The Pivot: Time vs Memory
Hardware forces you to choose: it's either insanely fast or takes a whole lot of circuitry. The tradeoff between speed and area is worth noting. If it doesn't fit on the chip, no matter how fast it is, it's useless. Keeping overall memory footprint in mind while squeezing every cycle out at the module level, we decided to use a time-multiplexing architecture. Instead of four parallel instances, we used only one cnn module and one maxpool module, and ran them consecutively four times, one for each kernel. This is the architecture Talos ships with.
This is handled by a finite state machine in the inference module that cycles through the following states:
Inference FSM — Time-Multiplexed Architecture
state: S_IDLEker_sel: 0pass: 1/4
It starts by setting clear_accum to high in S_CLEAR to reset all 10 neuron accumulators. Then for each pass, the state first changes to S_CNN that sets cnn_en to high, which starts the cnn module and runs the convolution with the kernel selected by ker_sel. Once cnn_complete becomes high, indicating that all kernel operations have been completed, the state moves to S_POOL, where it sets mp_en high, and runs the maxpool module for that pass. After mp_complete goes high, it hits S_GAP, increments ker_sel to go to next kernel, resets the internal buses, and loops back to S_CNN for the next kernel. The neuron accumulators are never cleared between passes and thus, they keep accumulating across all four runs, which is exactly how the weighted sum across 676 inputs of the fully connected layer is supposed to work. After ker_sel hits 3, indicating all neurons have been completed, and the final pass completes, the state goes S_DONE and sets complete to high.
This approach alone allowed us to reduce the LAB (Logic Array Block) footprint to almost half of the initial design, showing that we were indeed moving on the right path.
Fusing Maxpool and the Fully Connected Layer
With the time-multiplexing architecture in place, we had one more key module to consider: how do the pooled results go between maxpool and the fully connected layer? The naive answer is to store them and feed the FC layer once all four passes are done. While we did do exactly this, the design was still too big to fit on the Cyclone V.
In the end, it all came down to the math. Logically, the fully connected layer is just multiply-accumulate and there's no reason to hold onto the activations at all. So we sort of cheated our way (it worked!) and fused the two modules together. The moment maxpool computes a pooled value, it immediately multiplies it against all 10 neuron weights and accumulates directly into the neuron registers. No bus, no extra device resource usage.

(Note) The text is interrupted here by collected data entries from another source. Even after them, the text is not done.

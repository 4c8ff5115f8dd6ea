pub mod api_key;
pub mod assignment;
pub mod attendance;
pub mod department;
pub mod depreciation;
pub mod designation;
pub mod device_session;
pub mod employee;
pub mod equipment;
pub mod final_settlement;
pub mod leave_request;
pub mod maintenance;
pub mod mfa;
pub mod payroll;
pub mod rental;
pub mod rental_extension;
pub mod resignation;
pub mod role;
pub mod salary_advance;
pub mod salary_increment;
pub mod status;
pub mod system_setting;
pub mod timesheet;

Cutting Resource Usage Further: Weights in ROM
Even with a single CNN and maxpool instance, the fully connected layer weights were still a problem. While the design was able to synthesize within the LAB limit of the DE1-SoC, the fitter was unable to perform optimized routing due to design congestion. Storing all 676 weights per neuron as port arrays meant Quartus had to synthesize them into distributed logic, creating massive routing overhead and pushing device utilization a bit too high.
The fix was relatively simple: move every neuron's weights into M10K ROM blocks using Altera's altsyncram IP, initialized from .mif files at synthesis time. Each of the 10 neurons gets its own ROM, all sharing a single address bus. This single change dropped overall on-device resource utilization to roughly a third of what it was, turning a design that couldn't fit into one that routed cleanly with timing to spare.
Priming the Pipeline
One of the subtle complexities of hardware design is latency management. When our control logic requests a weight from the on-chip ROM, the data doesn't appear instantly. There is a one-cycle delay.
If the arithmetic unit tries to use the data immediately, it will calculate garbage. To solve this, we implemented a "priming" mechanism. The state machine issues the read address, waits (primes) for one cycle to allow the ROM to access the data, and only then enables the multiply-accumulate unit. This ensures that the math is always performed on valid data.